TASK BRIEF
Write out all of the entries exactly, please.

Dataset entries
──────────────────────────────

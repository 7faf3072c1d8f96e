//! Inbound webhook payload.
//!
//! Unknown event and message kinds deserialize to catch-all variants so a
//! new platform feature never fails the whole delivery.

use serde::Deserialize;

#[derive(Debug, Clone, Deserialize)]
pub struct WebhookBody {
    #[serde(default)]
    pub destination: String,
    #[serde(default)]
    pub events: Vec<Event>,
}

#[derive(Debug, Clone, Deserialize)]
#[serde(tag = "type", rename_all = "camelCase")]
pub enum Event {
    Message(MessageEvent),
    Postback(PostbackEvent),
    #[serde(other)]
    Unsupported,
}

#[derive(Debug, Clone, Deserialize)]
#[serde(rename_all = "camelCase")]
pub struct Source {
    #[serde(rename = "type")]
    pub kind: String,
    #[serde(default)]
    pub user_id: Option<String>,
}

#[derive(Debug, Clone, Deserialize)]
#[serde(rename_all = "camelCase")]
pub struct MessageEvent {
    #[serde(default)]
    pub reply_token: Option<String>,
    #[serde(default)]
    pub source: Option<Source>,
    pub message: MessageContent,
}

#[derive(Debug, Clone, Deserialize)]
#[serde(tag = "type", rename_all = "lowercase")]
pub enum MessageContent {
    Text { id: String, text: String },
    Image { id: String },
    #[serde(other)]
    Other,
}

#[derive(Debug, Clone, Deserialize)]
#[serde(rename_all = "camelCase")]
pub struct PostbackEvent {
    #[serde(default)]
    pub reply_token: Option<String>,
    #[serde(default)]
    pub source: Option<Source>,
    pub postback: Postback,
}

#[derive(Debug, Clone, Deserialize)]
pub struct Postback {
    pub data: String,
}

impl Event {
    pub fn reply_token(&self) -> Option<&str> {
        match self {
            Event::Message(e) => e.reply_token.as_deref(),
            Event::Postback(e) => e.reply_token.as_deref(),
            Event::Unsupported => None,
        }
    }

    pub fn kind(&self) -> &'static str {
        match self {
            Event::Message(_) => "message",
            Event::Postback(_) => "postback",
            Event::Unsupported => "unsupported",
        }
    }
}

──────────────────────────────

THE ANSWER
repository 7faf3072c1d8f96e
//! Inbound webhook payload.
//!
//! Unknown event and message kinds deserialize to catch-all variants so a
//! new platform feature never fails the whole delivery.

use serde::Deserialize;

#[derive(Debug, Clone, Deserialize)]
pub struct WebhookBody {
    #[serde(default)]
    pub destination: String,
    #[serde(default)]
    pub events: Vec<Event>,
}

#[derive(Debug, Clone, Deserialize)]
#[serde(tag = "type", rename_all = "camelCase")]
pub enum Event {
    Message(MessageEvent),
    Postback(PostbackEvent),
    #[serde(other)]
    Unsupported,
}

#[derive(Debug, Clone, Deserialize)]
#[serde(rename_all = "camelCase")]
pub struct Source {
    #[serde(rename = "type")]
    pub kind: String,
    #[serde(default)]
    pub user_id: Option<String>,
}

#[derive(Debug, Clone, Deserialize)]
#[serde(rename_all = "camelCase")]
pub struct MessageEvent {
    #[serde(default)]
    pub reply_token: Option<String>,
    #[serde(default)]
    pub source: Option<Source>,
    pub message: MessageContent,
}

#[derive(Debug, Clone, Deserialize)]
#[serde(tag = "type", rename_all = "lowercase")]
pub enum MessageContent {
    Text { id: String, text: String },
    Image { id: String },
    #[serde(other)]
    Other,
}

#[derive(Debug, Clone, Deserialize)]
#[serde(rename_all = "camelCase")]
pub struct PostbackEvent {
    #[serde(default)]
    pub reply_token: Option<String>,
    #[serde(default)]
    pub source: Option<Source>,
    pub postback: Postback,
}

#[derive(Debug, Clone, Deserialize)]
pub struct Postback {
    pub data: String,
}

impl Event {
    pub fn reply_token(&self) -> Option<&str> {
        match self {
            Event::Message(e) => e.reply_token.as_deref(),
            Event::Postback(e) => e.reply_token.as_deref(),
            Event::Unsupported => None,
        }
    }

    pub fn kind(&self) -> &'static str {
        match self {
            Event::Message(_) => "message",
            Event::Postback(_) => "postback",
            Event::Unsupported => "unsupported",
        }
    }
}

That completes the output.